Repeat the entire listing exactly as written.
BEGIN DATA UNDER STUDY
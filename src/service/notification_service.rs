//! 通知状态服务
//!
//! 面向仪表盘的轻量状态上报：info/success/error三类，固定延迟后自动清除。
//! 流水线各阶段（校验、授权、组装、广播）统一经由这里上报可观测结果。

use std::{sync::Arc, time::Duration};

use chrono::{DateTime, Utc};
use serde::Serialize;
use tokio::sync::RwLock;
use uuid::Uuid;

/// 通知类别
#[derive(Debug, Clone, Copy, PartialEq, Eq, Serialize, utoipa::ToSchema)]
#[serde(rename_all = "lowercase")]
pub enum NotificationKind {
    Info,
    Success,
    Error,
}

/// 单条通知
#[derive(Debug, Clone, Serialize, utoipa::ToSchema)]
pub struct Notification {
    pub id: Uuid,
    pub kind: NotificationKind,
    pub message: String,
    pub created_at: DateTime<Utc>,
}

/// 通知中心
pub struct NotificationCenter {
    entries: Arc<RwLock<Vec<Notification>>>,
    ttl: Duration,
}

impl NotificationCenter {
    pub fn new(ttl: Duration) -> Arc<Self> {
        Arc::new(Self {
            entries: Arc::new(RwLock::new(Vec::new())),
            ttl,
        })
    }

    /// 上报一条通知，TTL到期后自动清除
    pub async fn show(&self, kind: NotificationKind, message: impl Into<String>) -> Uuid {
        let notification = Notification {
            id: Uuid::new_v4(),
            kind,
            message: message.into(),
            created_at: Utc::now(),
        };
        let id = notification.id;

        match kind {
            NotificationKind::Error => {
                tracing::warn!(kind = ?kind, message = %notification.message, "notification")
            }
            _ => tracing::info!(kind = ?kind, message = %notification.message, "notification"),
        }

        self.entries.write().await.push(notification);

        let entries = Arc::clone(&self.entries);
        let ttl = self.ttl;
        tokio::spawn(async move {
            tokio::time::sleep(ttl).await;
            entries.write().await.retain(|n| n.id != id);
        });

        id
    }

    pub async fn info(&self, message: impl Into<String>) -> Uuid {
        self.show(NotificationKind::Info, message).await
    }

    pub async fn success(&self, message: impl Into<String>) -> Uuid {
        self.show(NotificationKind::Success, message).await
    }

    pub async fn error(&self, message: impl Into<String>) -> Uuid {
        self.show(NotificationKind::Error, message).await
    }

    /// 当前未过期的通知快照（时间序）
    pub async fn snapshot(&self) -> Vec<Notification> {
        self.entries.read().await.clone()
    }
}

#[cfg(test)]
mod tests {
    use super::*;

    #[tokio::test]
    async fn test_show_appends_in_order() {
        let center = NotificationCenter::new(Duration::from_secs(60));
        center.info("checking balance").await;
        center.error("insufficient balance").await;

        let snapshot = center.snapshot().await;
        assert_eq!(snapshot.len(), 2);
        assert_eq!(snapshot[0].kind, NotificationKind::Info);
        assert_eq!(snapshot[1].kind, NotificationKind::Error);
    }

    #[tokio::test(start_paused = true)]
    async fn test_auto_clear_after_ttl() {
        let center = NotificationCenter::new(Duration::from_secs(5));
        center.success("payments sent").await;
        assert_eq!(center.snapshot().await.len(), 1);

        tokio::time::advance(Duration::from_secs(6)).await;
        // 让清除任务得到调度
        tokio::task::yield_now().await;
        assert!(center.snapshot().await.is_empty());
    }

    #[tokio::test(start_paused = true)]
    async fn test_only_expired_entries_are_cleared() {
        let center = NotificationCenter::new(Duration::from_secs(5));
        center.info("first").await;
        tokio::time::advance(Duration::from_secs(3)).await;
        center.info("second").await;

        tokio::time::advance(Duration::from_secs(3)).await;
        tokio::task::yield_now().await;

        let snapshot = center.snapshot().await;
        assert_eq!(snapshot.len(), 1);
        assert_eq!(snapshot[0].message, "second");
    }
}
END DATA UNDER STUDY
- **ANSWER FOR THIS EXERCISE**:
filename src/service/notification_service.rs
//! 通知状态服务
//!
//! 面向仪表盘的轻量状态上报：info/success/error三类，固定延迟后自动清除。
//! 流水线各阶段（校验、授权、组装、广播）统一经由这里上报可观测结果。

use std::{sync::Arc, time::Duration};

use chrono::{DateTime, Utc};
use serde::Serialize;
use tokio::sync::RwLock;
use uuid::Uuid;

/// 通知类别
#[derive(Debug, Clone, Copy, PartialEq, Eq, Serialize, utoipa::ToSchema)]
#[serde(rename_all = "lowercase")]
pub enum NotificationKind {
    Info,
    Success,
    Error,
}

/// 单条通知
#[derive(Debug, Clone, Serialize, utoipa::ToSchema)]
pub struct Notification {
    pub id: Uuid,
    pub kind: NotificationKind,
    pub message: String,
    pub created_at: DateTime<Utc>,
}

/// 通知中心
pub struct NotificationCenter {
    entries: Arc<RwLock<Vec<Notification>>>,
    ttl: Duration,
}

impl NotificationCenter {
    pub fn new(ttl: Duration) -> Arc<Self> {
        Arc::new(Self {
            entries: Arc::new(RwLock::new(Vec::new())),
            ttl,
        })
    }

    /// 上报一条通知，TTL到期后自动清除
    pub async fn show(&self, kind: NotificationKind, message: impl Into<String>) -> Uuid {
        let notification = Notification {
            id: Uuid::new_v4(),
            kind,
            message: message.into(),
            created_at: Utc::now(),
        };
        let id = notification.id;

        match kind {
            NotificationKind::Error => {
                tracing::warn!(kind = ?kind, message = %notification.message, "notification")
            }
            _ => tracing::info!(kind = ?kind, message = %notification.message, "notification"),
        }

        self.entries.write().await.push(notification);

        let entries = Arc::clone(&self.entries);
        let ttl = self.ttl;
        tokio::spawn(async move {
            tokio::time::sleep(ttl).await;
            entries.write().await.retain(|n| n.id != id);
        });

        id
    }

    pub async fn info(&self, message: impl Into<String>) -> Uuid {
        self.show(NotificationKind::Info, message).await
    }

    pub async fn success(&self, message: impl Into<String>) -> Uuid {
        self.show(NotificationKind::Success, message).await
    }

    pub async fn error(&self, message: impl Into<String>) -> Uuid {
        self.show(NotificationKind::Error, message).await
    }

    /// 当前未过期的通知快照（时间序）
    pub async fn snapshot(&self) -> Vec<Notification> {
        self.entries.read().await.clone()
    }
}

#[cfg(test)]
mod tests {
    use super::*;

    #[tokio::test]
    async fn test_show_appends_in_order() {
        let center = NotificationCenter::new(Duration::from_secs(60));
        center.info("checking balance").await;
        center.error("insufficient balance").await;

        let snapshot = center.snapshot().await;
        assert_eq!(snapshot.len(), 2);
        assert_eq!(snapshot[0].kind, NotificationKind::Info);
        assert_eq!(snapshot[1].kind, NotificationKind::Error);
    }

    #[tokio::test(start_paused = true)]
    async fn test_auto_clear_after_ttl() {
        let center = NotificationCenter::new(Duration::from_secs(5));
        center.success("payments sent").await;
        assert_eq!(center.snapshot().await.len(), 1);

        tokio::time::advance(Duration::from_secs(6)).await;
        // 让清除任务得到调度
        tokio::task::yield_now().await;
        assert!(center.snapshot().await.is_empty());
    }

    #[tokio::test(start_paused = true)]
    async fn test_only_expired_entries_are_cleared() {
        let center = NotificationCenter::new(Duration::from_secs(5));
        center.info("first").await;
        tokio::time::advance(Duration::from_secs(3)).await;
        center.info("second").await;

        tokio::time::advance(Duration::from_secs(3)).await;
        tokio::task::yield_now().await;

        let snapshot = center.snapshot().await;
        assert_eq!(snapshot.len(), 1);
        assert_eq!(snapshot[0].message, "second");
    }
}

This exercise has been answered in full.